▶ **PROMPT**:
The job is to find each line in the entries holding the string "under" and copy that line.

▶ **RECORDS FOR THIS TASK**:
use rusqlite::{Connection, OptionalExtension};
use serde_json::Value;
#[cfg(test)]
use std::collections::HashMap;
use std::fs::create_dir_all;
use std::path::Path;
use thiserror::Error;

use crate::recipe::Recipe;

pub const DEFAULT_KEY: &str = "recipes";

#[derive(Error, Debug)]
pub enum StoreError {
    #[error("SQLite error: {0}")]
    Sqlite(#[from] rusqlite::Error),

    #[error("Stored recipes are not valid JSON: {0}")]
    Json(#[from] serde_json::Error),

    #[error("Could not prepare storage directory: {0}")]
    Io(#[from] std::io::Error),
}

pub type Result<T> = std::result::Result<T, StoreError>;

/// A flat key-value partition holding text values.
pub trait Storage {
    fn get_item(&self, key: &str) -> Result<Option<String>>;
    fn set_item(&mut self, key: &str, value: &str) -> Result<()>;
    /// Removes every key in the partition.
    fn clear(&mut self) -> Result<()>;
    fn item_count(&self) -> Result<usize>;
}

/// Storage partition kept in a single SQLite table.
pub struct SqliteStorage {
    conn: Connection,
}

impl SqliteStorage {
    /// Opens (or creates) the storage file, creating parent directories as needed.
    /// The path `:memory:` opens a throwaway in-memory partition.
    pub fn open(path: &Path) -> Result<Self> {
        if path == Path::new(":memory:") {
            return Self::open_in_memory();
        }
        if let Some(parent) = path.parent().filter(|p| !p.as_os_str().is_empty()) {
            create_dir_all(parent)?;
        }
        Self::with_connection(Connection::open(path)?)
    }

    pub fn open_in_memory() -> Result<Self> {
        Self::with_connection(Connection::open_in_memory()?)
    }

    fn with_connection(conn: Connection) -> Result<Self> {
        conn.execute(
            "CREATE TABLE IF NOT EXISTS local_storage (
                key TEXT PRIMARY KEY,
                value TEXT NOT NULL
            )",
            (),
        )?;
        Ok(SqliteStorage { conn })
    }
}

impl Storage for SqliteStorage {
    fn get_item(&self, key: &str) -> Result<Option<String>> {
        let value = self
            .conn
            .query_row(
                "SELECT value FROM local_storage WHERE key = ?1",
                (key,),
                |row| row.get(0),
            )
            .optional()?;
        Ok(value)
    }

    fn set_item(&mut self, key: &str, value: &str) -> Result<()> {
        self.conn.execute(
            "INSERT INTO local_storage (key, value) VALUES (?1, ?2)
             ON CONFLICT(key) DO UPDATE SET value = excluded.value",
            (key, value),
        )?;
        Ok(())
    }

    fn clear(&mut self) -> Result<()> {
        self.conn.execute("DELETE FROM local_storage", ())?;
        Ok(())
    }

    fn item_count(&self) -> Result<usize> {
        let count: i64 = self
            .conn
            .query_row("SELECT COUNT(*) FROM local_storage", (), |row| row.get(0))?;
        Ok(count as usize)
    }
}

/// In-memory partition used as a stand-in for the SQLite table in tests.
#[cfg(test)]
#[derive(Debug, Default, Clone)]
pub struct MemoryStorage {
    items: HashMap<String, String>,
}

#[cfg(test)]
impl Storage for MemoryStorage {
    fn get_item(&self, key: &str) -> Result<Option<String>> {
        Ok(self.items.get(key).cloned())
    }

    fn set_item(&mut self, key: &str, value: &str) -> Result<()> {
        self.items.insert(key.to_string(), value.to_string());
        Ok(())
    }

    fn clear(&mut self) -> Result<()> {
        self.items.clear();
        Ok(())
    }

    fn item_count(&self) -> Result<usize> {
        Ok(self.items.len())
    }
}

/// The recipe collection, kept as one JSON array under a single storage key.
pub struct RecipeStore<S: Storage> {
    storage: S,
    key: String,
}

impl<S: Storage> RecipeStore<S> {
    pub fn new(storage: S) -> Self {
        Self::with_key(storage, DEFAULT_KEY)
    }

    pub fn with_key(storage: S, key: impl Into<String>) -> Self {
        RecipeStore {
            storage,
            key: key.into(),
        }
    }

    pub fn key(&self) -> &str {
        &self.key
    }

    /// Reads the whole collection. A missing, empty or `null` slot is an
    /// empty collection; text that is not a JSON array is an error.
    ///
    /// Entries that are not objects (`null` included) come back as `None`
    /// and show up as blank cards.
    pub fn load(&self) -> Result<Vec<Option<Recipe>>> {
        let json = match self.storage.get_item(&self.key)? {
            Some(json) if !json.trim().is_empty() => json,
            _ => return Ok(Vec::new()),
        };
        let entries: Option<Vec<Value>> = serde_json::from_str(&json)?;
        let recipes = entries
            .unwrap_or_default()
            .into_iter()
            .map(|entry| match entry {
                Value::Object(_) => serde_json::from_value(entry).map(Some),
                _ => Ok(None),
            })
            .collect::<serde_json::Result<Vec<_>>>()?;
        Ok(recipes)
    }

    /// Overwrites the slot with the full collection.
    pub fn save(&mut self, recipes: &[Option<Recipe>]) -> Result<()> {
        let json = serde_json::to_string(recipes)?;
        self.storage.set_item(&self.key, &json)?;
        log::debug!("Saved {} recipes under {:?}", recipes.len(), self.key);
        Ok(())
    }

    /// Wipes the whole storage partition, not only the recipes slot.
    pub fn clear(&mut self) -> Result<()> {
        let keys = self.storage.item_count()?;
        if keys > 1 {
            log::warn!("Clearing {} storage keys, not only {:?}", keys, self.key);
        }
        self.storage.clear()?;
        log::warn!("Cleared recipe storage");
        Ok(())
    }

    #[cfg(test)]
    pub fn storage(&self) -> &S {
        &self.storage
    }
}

▶ **REPLY TO THE EXERCISE**:
/// The recipe collection, kept as one JSON array under a single storage key.
        log::debug!("Saved {} recipes under {:?}", recipes.len(), self.key);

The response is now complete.